■ **Problem statement**
Lines that include the word "King" should be copied from the listing that follows.

■ **Data excerpts**
● ● ●
use enum_map::Enum;
use serde::{Deserialize, Serialize};
use std::str::FromStr;
pub const SPADE: char = 's';
pub const HEART: char = 'h';
pub const DIAMOND: char = 'd';
pub const CLUB: char = 'c';
pub const ALL_SUITS: [Suit; 4] = [Suit::Club, Suit::Diamond, Suit::Heart, Suit::Spade];
pub const ALL_RANKS: [Rank; 13] = [
    Rank::Two,
    Rank::Three,
    Rank::Four,
    Rank::Five,
    Rank::Six,
    Rank::Seven,
    Rank::Eight,
    Rank::Nine,
    Rank::Ten,
    Rank::Jack,
    Rank::Queen,
    Rank::King,
    Rank::Ace,
];

#[derive(
    Hash, Enum, Clone, Copy, Debug, PartialEq, PartialOrd, Eq, Ord, Serialize, Deserialize,
)]
pub enum Rank {
    Two,
    Three,
    Four,
    Five,
    Six,
    Seven,
    Eight,
    Nine,
    Ten,
    Jack,
    Queen,
    King,
    Ace,
}

impl Rank {
    pub fn value(&self) -> u8 {
        use Rank::*;
        match *self {
            Two => 2,
            Three => 3,
            Four => 4,
            Five => 5,
            Six => 6,
            Seven => 7,
            Eight => 8,
            Nine => 9,
            Ten => 10,
            Jack => 11,
            Queen => 12,
            King => 13,
            Ace => 14,
        }
    }
}

impl std::fmt::Display for Rank {
    fn fmt(&self, f: &mut std::fmt::Formatter<'_>) -> std::fmt::Result {
        match self {
            Self::Two => write!(f, "2"),
            Self::Three => write!(f, "3"),
            Self::Four => write!(f, "4"),
            Self::Five => write!(f, "5"),
            Self::Six => write!(f, "6"),
            Self::Seven => write!(f, "7"),
            Self::Eight => write!(f, "8"),
            Self::Nine => write!(f, "9"),
            Self::Ten => write!(f, "T"),
            Self::Jack => write!(f, "J"),
            Self::Queen => write!(f, "Q"),
            Self::King => write!(f, "K"),
            Self::Ace => write!(f, "A"),
        }
    }
}

impl From<char> for Rank {
    fn from(c: char) -> Self {
        match c {
            '2' => Rank::Two,
            '3' => Rank::Three,
            '4' => Rank::Four,
            '5' => Rank::Five,
            '6' => Rank::Six,
            '7' => Rank::Seven,
            '8' => Rank::Eight,
            '9' => Rank::Nine,
            'T' => Rank::Ten,
            'J' => Rank::Jack,
            'Q' => Rank::Queen,
            'K' => Rank::King,
            'A' => Rank::Ace,
            _ => unreachable!("Bad Rank -> Card Parse"),
        }
    }
}

// Not intended to be pub
impl From<Rank> for i8 {
    fn from(r: Rank) -> Self {
        match r {
            Rank::Two => 2,
            Rank::Three => 3,
            Rank::Four => 4,
            Rank::Five => 5,
            Rank::Six => 6,
            Rank::Seven => 7,
            Rank::Eight => 8,
            Rank::Nine => 9,
            Rank::Ten => 10,
            Rank::Jack => 11,
            Rank::Queen => 12,
            Rank::King => 13,
            Rank::Ace => 14,
        }
    }
}

#[derive(Hash, Enum, Clone, Copy, Debug, PartialEq, Eq, Ord, Serialize, Deserialize)]
pub enum Suit {
    Club,
    Diamond,
    Heart,
    Spade,
}

impl std::fmt::Display for Suit {
    fn fmt(&self, f: &mut std::fmt::Formatter<'_>) -> std::fmt::Result {
        match self {
            Self::Club => write!(f, "{}", CLUB),
            Self::Diamond => write!(f, "{}", DIAMOND),
            Self::Heart => write!(f, "{}", HEART),
            Self::Spade => write!(f, "{}", SPADE),
        }
    }
}

impl From<char> for Suit {
    fn from(c: char) -> Self {
        match c {
            CLUB => Self::Club,
            DIAMOND => Self::Diamond,
            HEART => Self::Heart,
            SPADE => Self::Spade,
            _ => unreachable!("Bad Suit -> Card parse"),
        }
    }
}
/// All suits are equal
impl PartialOrd for Suit {
    fn partial_cmp(&self, _: &Self) -> Option<std::cmp::Ordering> {
        Some(std::cmp::Ordering::Equal)
    }
}

#[derive(Hash, Clone, Copy, Debug, PartialEq, Eq, Serialize, Deserialize)]
pub struct Card {
    pub suit: Suit,
    pub rank: Rank,
}

impl std::fmt::Display for Card {
    fn fmt(&self, f: &mut std::fmt::Formatter<'_>) -> std::fmt::Result {
        write!(f, "{}{}", self.rank, self.suit)
    }
}

impl FromStr for Card {
    type Err = String;

    fn from_str(s: &str) -> Result<Self, Self::Err> {
        assert_eq!(s.len(), 2);
        let mut i = s.chars();
        Ok(Card::from([
            i.next().ok_or(String::from("Failed to parse card"))?,
            i.next().ok_or(String::from("Failed to parse card"))?,
        ]))
    }
}

impl From<[char; 2]> for Card {
    fn from(cs: [char; 2]) -> Self {
        Self {
            rank: cs[0].into(),
            suit: cs[1].into(),
        }
    }
}
/// We only consider Card Rank when determining order
impl std::cmp::PartialOrd for Card {
    fn partial_cmp(&self, other: &Self) -> Option<std::cmp::Ordering> {
        self.rank.partial_cmp(&other.rank)
    }
}

/// We only consider Card Rank when determining order
impl std::cmp::Ord for Card {
    fn cmp(&self, other: &Self) -> std::cmp::Ordering {
        self.rank.cmp(&other.rank)
    }
}

impl Card {
    // Manual eq function that ignores suit
    pub fn eq(&self, other: &Card) -> bool {
        self.rank == other.rank
    }

    pub const fn new(suit: Suit, rank: Rank) -> Self {
        Card { rank, suit }
    }
}

/// Returns an UNSHUFFLED array of cards
pub fn all_cards() -> [Card; 52] {
    use itertools::Itertools;
    // Default value, can probably unsafe this if it isn't optimized well
    let mut cards: [Card; 52] = [Card::new(Suit::Club, Rank::Ace); 52];
    let c_iter = ALL_SUITS
        .iter()
        .cartesian_product(ALL_RANKS.iter())
        .map(|x| Card::new(*x.0, *x.1));
    for (i, c) in c_iter.enumerate() {
        cards[i] = c;
    }
    cards
}

#[cfg(test)]
mod tests {
    use itertools::Itertools;

    use super::*;

    #[test]
    /// Becuase the sort order of cards is used as logic, this test simply
    /// exists to highlight when that fails
    fn sort_order() {
        for (i, r) in ALL_RANKS.into_iter().sorted_unstable().rev().enumerate() {
            assert_eq!(r.value(), 14u8 - (i as u8));
        }
    }

    #[test]
    fn string_single() {
        let mut s = "Ah".chars().into_iter();
        let ch = [s.next().unwrap(), s.next().unwrap()];
        let c = Card::from(ch);
        assert_eq!(c.rank, Rank::Ace);
        assert_eq!(c.suit, Suit::Heart);
    }

    #[test]
    fn test_card_rank() {
        let c1 = Card::new(Suit::Club, Rank::Jack);
        let c2 = Card::new(Suit::Diamond, Rank::Queen);
        let c3 = Card::new(Suit::Heart, Rank::Jack);
        assert!(c1 < c2);
        assert!(c1.eq(&c3));
    }
}
pub mod card;
pub mod deck;
pub mod evaluator;

pub use card::{all_cards, Card, Rank, Suit};
pub use deck::{Deck, DeckError, DeckSeed};
pub use evaluator::{best_hands, best_of_cards, Hand, HandClass, HandError, WinState};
● ● ●
■ **Response area**
    Rank::King,
    King,
            King => 13,
            Self::King => write!(f, "K"),
            'K' => Rank::King,
            Rank::King => 13,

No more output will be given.